Let's prove the equivalent claim:

The only complex solutions to $2z=z^{n+1} +1$ with $|z|\le 1$ are $z={1\over\alpha}$ and $z=1$.

Remark: The number $\beta:={1\over\alpha}$ is the minimum fixed point of the increasing convex function $\displaystyle g( r):={1+r^{n+1}\over 2} $ on $\mathbb{R}_+$, and as such $0<g'(\beta)=(n+1)\beta^n<1$.

$\phantom{y}$

Proof of claim. Assume $\zeta$ verifies $2\zeta=\zeta^{n+1} +1$ and $|\zeta|=r\le 1.$

Case 1: $r \le \beta$. Then subtracting $2\beta=\beta^{n+1} +1$ we get $$2|\zeta-\beta |= |\zeta^{n+1}-\beta^{n+1}|\le |\zeta-\beta|\sum_{k=0}^nr^k\beta^{n-k}\le|\zeta-\beta |(n+1)\beta^n.$$ But $0<(n+1)\beta^n=2g'(\beta)<2$. So $\zeta=\beta$.

Case 2: $\beta< r \le1$. Then $$2r=|\zeta^{n+1} +1| \le r^{n+1} +1 \le 2r,$$ so $r^{n+1} +1 = 2r,$ and in the interval $(\beta,1]$ this forces $r=1$. Hence $|\zeta^{n+1} +1|=2$. So $\zeta^{n+1}=1$ because $|\zeta|\le1$. Then $2\zeta =\zeta^{n+1} +1=2$ and $\zeta=1.$ $\quad\square$

Passing to the reciprocal equation: the only complex solutions to $2x^n=x^{n+1}+1$ with $|x|\ge1$ are $x=\alpha$ and $x=1$, whence your thesis.

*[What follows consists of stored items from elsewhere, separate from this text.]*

//! Connection registry
//!
//! Single-process map from user to live connection. Every operation takes
//! the lock only for the map access itself; closing a removed connection
//! just signals its writer task.

use std::collections::hash_map::Entry;
use std::collections::HashMap;
use std::sync::Arc;

use parking_lot::RwLock;
use tracing::{debug, info};

use crate::connection::LiveConnection;
use crate::types::UserId;

/// Registry of live connections keyed by user
///
/// Invariant: at most one connection per user. `put` never replaces an
/// entry whose connection is still open.
#[derive(Debug, Default)]
pub struct ConnectionRegistry {
    connections: RwLock<HashMap<UserId, Arc<LiveConnection>>>,
}

impl ConnectionRegistry {
    pub fn new() -> Self {
        Self::default()
    }

    /// Look up the live connection of `user`
    pub fn get(&self, user: UserId) -> Option<Arc<LiveConnection>> {
        self.connections.read().get(&user).cloned()
    }

    /// Register `conn` for `user` unless a live one is already registered.
    ///
    /// Returns the connection that is registered after the call: `conn`
    /// itself, or the pre-existing one. An entry whose connection is
    /// already closed counts as absent.
    pub fn put(&self, user: UserId, conn: Arc<LiveConnection>) -> Arc<LiveConnection> {
        let mut connections = self.connections.write();
        match connections.entry(user) {
            Entry::Occupied(entry) if !entry.get().is_closed() => {
                debug!(%user, conn_id = entry.get().id(), "reusing registered connection");
                entry.get().clone()
            }
            Entry::Occupied(mut entry) => {
                entry.insert(conn.clone());
                info!(%user, conn_id = conn.id(), "stale connection replaced");
                conn
            }
            Entry::Vacant(entry) => {
                entry.insert(conn.clone());
                info!(%user, conn_id = conn.id(), "connection registered");
                conn
            }
        }
    }

    /// Remove and close the connection of `user`, if any. Idempotent.
    pub fn remove(&self, user: UserId) {
        let removed = self.connections.write().remove(&user);
        if let Some(conn) = removed {
            conn.close();
            info!(%user, conn_id = conn.id(), "connection removed");
        }
    }

    /// Remove `user`'s entry only if it is still `conn`, then close `conn`.
    ///
    /// Used by session teardown so a finished session can never evict a
    /// newer connection of the same user.
    pub fn release(&self, user: UserId, conn: &Arc<LiveConnection>) {
        {
            let mut connections = self.connections.write();
            if connections
                .get(&user)
                .is_some_and(|registered| Arc::ptr_eq(registered, conn))
            {
                connections.remove(&user);
                info!(%user, conn_id = conn.id(), total = connections.len(), "connection released");
            }
        }
        conn.close();
    }

    /// Number of registered connections
    pub fn len(&self) -> usize {
        self.connections.read().len()
    }

    pub fn is_empty(&self) -> bool {
        self.len() == 0
    }
}
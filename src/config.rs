//! Runtime configuration
//!
//! Read once at startup from the command line and `CHAT_*` environment
//! variables. A `.env` file in the working directory is loaded first;
//! variables already set in the environment win over it.

use std::env;
use std::path::Path;
use std::time::Duration;

use tracing::{debug, warn};

use crate::connection::DEFAULT_OUTBOUND_BUFFER;

/// Lowest bcrypt cost the bcrypt crate accepts (mirrors its private bound)
pub const BCRYPT_MIN_COST: u32 = 4;

/// Highest bcrypt cost the bcrypt crate accepts (mirrors its private bound)
pub const BCRYPT_MAX_COST: u32 = 31;

/// Default server address
pub const DEFAULT_ADDR: &str = "127.0.0.1:8080";

/// Default bearer token lifetime (one day)
pub const DEFAULT_TOKEN_TTL: Duration = Duration::from_secs(24 * 60 * 60);

/// Default bcrypt work factor for stored passwords
pub const DEFAULT_PASSWORD_COST: u32 = 14;

const DEV_SECRET: &str = "chat-relay-development-secret";

#[derive(Debug, Clone)]
pub struct Config {
    /// Bind address
    pub addr: String,
    /// HS256 signing secret for bearer tokens
    pub app_secret: String,
    pub token_ttl: Duration,
    /// Per-connection outbound queue size
    pub outbound_buffer: usize,
    /// bcrypt work factor, 4 to 31
    pub password_cost: u32,
}

impl Default for Config {
    fn default() -> Self {
        Self {
            addr: DEFAULT_ADDR.to_string(),
            app_secret: DEV_SECRET.to_string(),
            token_ttl: DEFAULT_TOKEN_TTL,
            outbound_buffer: DEFAULT_OUTBOUND_BUFFER,
            password_cost: DEFAULT_PASSWORD_COST,
        }
    }
}

impl Config {
    /// Build from the first CLI argument and the environment
    pub fn from_env() -> Self {
        load_dotenv(None);
        Self::from_lookup(env::args().nth(1), |key| env::var(key).ok())
    }

    fn from_lookup(arg: Option<String>, lookup: impl Fn(&str) -> Option<String>) -> Self {
        let defaults = Self::default();

        let addr = arg
            .or_else(|| lookup("CHAT_ADDR"))
            .unwrap_or(defaults.addr);

        let app_secret = match lookup("CHAT_APP_SECRET").filter(|s| !s.is_empty()) {
            Some(secret) => secret,
            None => {
                warn!("CHAT_APP_SECRET not set, using the development secret");
                defaults.app_secret
            }
        };

        let token_ttl = parse_or(&lookup, "CHAT_TOKEN_TTL_SECS", defaults.token_ttl.as_secs())
            .map(Duration::from_secs)
            .unwrap_or(defaults.token_ttl);

        let outbound_buffer = parse_or(&lookup, "CHAT_OUTBOUND_BUFFER", defaults.outbound_buffer)
            .filter(|n| *n > 0)
            .unwrap_or(defaults.outbound_buffer);

        let password_cost = parse_or(&lookup, "CHAT_BCRYPT_COST", defaults.password_cost)
            .filter(|cost| (BCRYPT_MIN_COST..=BCRYPT_MAX_COST).contains(cost))
            .unwrap_or(defaults.password_cost);

        Self {
            addr,
            app_secret,
            token_ttl,
            outbound_buffer,
            password_cost,
        }
    }
}

/// Load `path`, or `.env` from the working directory, into the process
/// environment. A missing file is not an error.
fn load_dotenv(path: Option<&Path>) {
    let loaded = match path {
        Some(path) => dotenv::from_path(path).map(|()| path.to_path_buf()),
        None => dotenv::dotenv(),
    };
    match loaded {
        Ok(path) => debug!(path = %path.display(), "loaded environment file"),
        Err(e) if e.not_found() => {}
        Err(e) => warn!(error = %e, "failed to load environment file"),
    }
}

fn parse_or<T: std::str::FromStr>(
    lookup: &impl Fn(&str) -> Option<String>,
    key: &str,
    default: T,
) -> Option<T> {
    match lookup(key) {
        Some(raw) => match raw.trim().parse() {
            Ok(value) => Some(value),
            Err(_) => {
                warn!(key, value = %raw, "ignoring unparsable setting");
                None
            }
        },
        None => Some(default),
    }
}

#[cfg(test)]
mod tests {
    use super::*;
    use std::collections::HashMap;

    fn lookup(vars: &[(&str, &str)]) -> impl Fn(&str) -> Option<String> {
        let vars: HashMap<String, String> = vars
            .iter()
            .map(|(k, v)| (k.to_string(), v.to_string()))
            .collect();
        move |key| vars.get(key).cloned()
    }

    #[test]
    fn test_defaults() {
        let config = Config::from_lookup(None, lookup(&[]));
        assert_eq!(config.addr, DEFAULT_ADDR);
        assert_eq!(config.token_ttl, DEFAULT_TOKEN_TTL);
        assert_eq!(config.outbound_buffer, DEFAULT_OUTBOUND_BUFFER);
        assert_eq!(config.password_cost, DEFAULT_PASSWORD_COST);
    }

    #[test]
    fn test_argument_beats_environment() {
        let config = Config::from_lookup(
            Some("0.0.0.0:9000".to_string()),
            lookup(&[("CHAT_ADDR", "127.0.0.1:1")]),
        );
        assert_eq!(config.addr, "0.0.0.0:9000");
    }

    #[test]
    fn test_environment_values() {
        let config = Config::from_lookup(
            None,
            lookup(&[
                ("CHAT_ADDR", "127.0.0.1:1"),
                ("CHAT_APP_SECRET", "s3cret"),
                ("CHAT_TOKEN_TTL_SECS", "60"),
                ("CHAT_OUTBOUND_BUFFER", "0"),
                ("CHAT_BCRYPT_COST", "2"),
            ]),
        );
        assert_eq!(config.addr, "127.0.0.1:1");
        assert_eq!(config.app_secret, "s3cret");
        assert_eq!(config.token_ttl, Duration::from_secs(60));
        assert_eq!(config.outbound_buffer, DEFAULT_OUTBOUND_BUFFER);
        assert_eq!(config.password_cost, DEFAULT_PASSWORD_COST);
    }

    #[test]
    fn test_dotenv_file_feeds_environment() {
        let dir = env::temp_dir().join(format!("chat-relay-config-{}", std::process::id()));
        std::fs::create_dir_all(&dir).unwrap();
        let file = dir.join(".env");
        std::fs::write(
            &file,
            "CHAT_TEST_DOTENV_SECRET=from-file\nCHAT_TEST_DOTENV_COST=6\n",
        )
        .unwrap();

        load_dotenv(Some(&file));
        // A missing file is ignored
        load_dotenv(Some(&dir.join("missing.env")));

        let config = Config::from_lookup(None, |key| match key {
            "CHAT_APP_SECRET" => env::var("CHAT_TEST_DOTENV_SECRET").ok(),
            "CHAT_BCRYPT_COST" => env::var("CHAT_TEST_DOTENV_COST").ok(),
            _ => None,
        });
        assert_eq!(config.app_secret, "from-file");
        assert_eq!(config.password_cost, 6);

        std::fs::remove_dir_all(&dir).unwrap();
    }
}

You may want to take a look at pages 155-156 of the problems and solutions section of the February 1989 issue of the American Mathematical Monthly.

You are going to find there two proofs of the irreducibility over $\mathbb{Q}$ of the polynomial $$p(x)=x^{n}-x^{n-1}-\cdots-1.$$ The first proof depends crucially on the fact that you wished to establish (which is settled therein via Rouché's theorem along the lines of the above proof by GH from MO).

The editorial comment you are to find on page 156 is noteworthy, too: in his paper "On algebraic equations with all but one root in the interior of the unit circle", Alfred T. Brauer proved that if $a_{1}, a_{2}, \ldots, a_{n}$ are integers with $a_{1} \geq a_{2} \geq \cdots \geq a_{n} > 0$, then the polynomial $$x^{n}-a_{1}x^{n-1}-a_{2}x^{n-2}-\cdots-a_{n}$$ has one of its roots in the exterior of the unit circle and all the others in its interior.

Let me conclude this intervention by echoing, once again, Leo Sauvé's famed remark on the problems and solutions department of the Monthly: "it seems like all problems have once been published in the American Mathematical Monthly".